→ PROBLEM TO SOLVE
Go through the entries below. Copy each line in which "gatecrab" appears.

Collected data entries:
--

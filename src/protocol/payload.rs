use serde::{Deserialize, Serialize};
use serde_json::Value;

use super::Opcode;

// -----------------------------------------------------------------------------
// ----- GatewayPayload (inbound) ----------------------------------------------

/// Envelope of every frame the gateway sends. `s` and `t` are only set on
/// Dispatch frames.
#[derive(Debug, Clone, Deserialize)]
pub struct GatewayPayload {
    pub op: u8,

    #[serde(default)]
    pub d: Value,

    #[serde(default)]
    pub s: Option<u64>,

    #[serde(default)]
    pub t: Option<String>,
}

#[derive(Debug, Clone, Deserialize)]
pub struct Hello {
    pub heartbeat_interval: u64,
}

#[derive(Debug, Clone, Deserialize)]
pub struct ReadyData {
    pub session_id: String,

    #[serde(default)]
    pub resume_gateway_url: Option<String>,
}

// -----------------------------------------------------------------------------
// ----- GatewayPayload: Static ------------------------------------------------

impl GatewayPayload {
    pub fn parse(raw: &[u8]) -> Result<Self, serde_json::Error> {
        serde_json::from_slice(raw)
    }

    pub fn opcode(&self) -> Option<Opcode> {
        Opcode::from_u8(self.op)
    }
}

// -----------------------------------------------------------------------------
// ----- Outbound --------------------------------------------------------------

#[derive(Debug, Clone, PartialEq, Eq, Serialize, Deserialize)]
pub struct IdentifyProperties {
    pub os: String,
    pub browser: String,
    pub device: String,
}

impl Default for IdentifyProperties {
    fn default() -> Self {
        Self {
            os: std::env::consts::OS.to_string(),
            browser: "gatecrab".to_string(),
            device: "gatecrab".to_string(),
        }
    }
}

#[derive(Serialize)]
struct Outbound<T> {
    op: u8,
    d: T,
}

#[derive(Serialize)]
struct Identify<'a> {
    token: &'a str,
    intents: u64,
    properties: &'a IdentifyProperties,
    shard: [u32; 2],
}

#[derive(Serialize)]
struct Resume<'a> {
    token: &'a str,
    session_id: &'a str,
    seq: u64,
}

pub fn heartbeat(sequence: Option<u64>) -> Result<String, serde_json::Error> {
    serde_json::to_string(&Outbound {
        op: Opcode::Heartbeat.as_u8(),
        d: sequence,
    })
}

pub fn identify(
    token: &str,
    intents: u64,
    properties: &IdentifyProperties,
    shard_id: u32,
    total_shards: u32,
) -> Result<String, serde_json::Error> {
    serde_json::to_string(&Outbound {
        op: Opcode::Identify.as_u8(),
        d: Identify {
            token,
            intents,
            properties,
            shard: [shard_id, total_shards],
        },
    })
}

pub fn resume(token: &str, session_id: &str, seq: u64) -> Result<String, serde_json::Error> {
    serde_json::to_string(&Outbound {
        op: Opcode::Resume.as_u8(),
        d: Resume {
            token,
            session_id,
            seq,
        },
    })
}

// -----------------------------------------------------------------------------
// ----- Tests -----------------------------------------------------------------

#[cfg(test)]
mod tests {
    use super::*;
    use serde_json::json;

    #[test]
    fn parses_dispatch_envelope() {
        let raw = br#"{"op":0,"s":42,"t":"MESSAGE_CREATE","d":{"id":"1"}}"#;
        let payload = GatewayPayload::parse(raw).unwrap();
        assert_eq!(payload.opcode(), Some(Opcode::Dispatch));
        assert_eq!(payload.s, Some(42));
        assert_eq!(payload.t.as_deref(), Some("MESSAGE_CREATE"));
        assert_eq!(payload.d, json!({"id": "1"}));
    }

    #[test]
    fn missing_fields_default_to_null() {
        let payload = GatewayPayload::parse(br#"{"op":11}"#).unwrap();
        assert_eq!(payload.opcode(), Some(Opcode::HeartbeatAck));
        assert!(payload.d.is_null());
        assert_eq!(payload.s, None);
    }

    #[test]
    fn identify_carries_shard_pair() {
        let props = IdentifyProperties {
            os: "linux".into(),
            browser: "crab".into(),
            device: "crab".into(),
        };
        let raw = identify("tok", 513, &props, 3, 8).unwrap();
        let value: Value = serde_json::from_str(&raw).unwrap();
        assert_eq!(
            value,
            json!({
                "op": 2,
                "d": {
                    "token": "tok",
                    "intents": 513,
                    "properties": {"os": "linux", "browser": "crab", "device": "crab"},
                    "shard": [3, 8]
                }
            })
        );
    }

    #[test]
    fn resume_and_heartbeat_shapes() {
        let value: Value = serde_json::from_str(&resume("tok", "abc", 9).unwrap()).unwrap();
        assert_eq!(
            value,
            json!({"op": 6, "d": {"token": "tok", "session_id": "abc", "seq": 9}})
        );

        let value: Value = serde_json::from_str(&heartbeat(None).unwrap()).unwrap();
        assert_eq!(value, json!({"op": 1, "d": null}));
    }
}

// -----------------------------------------------------------------------------
// -----------------------------------------------------------------------------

--

→ RESULT OF THIS TASK
            browser: "gatecrab".to_string(),
            device: "gatecrab".to_string(),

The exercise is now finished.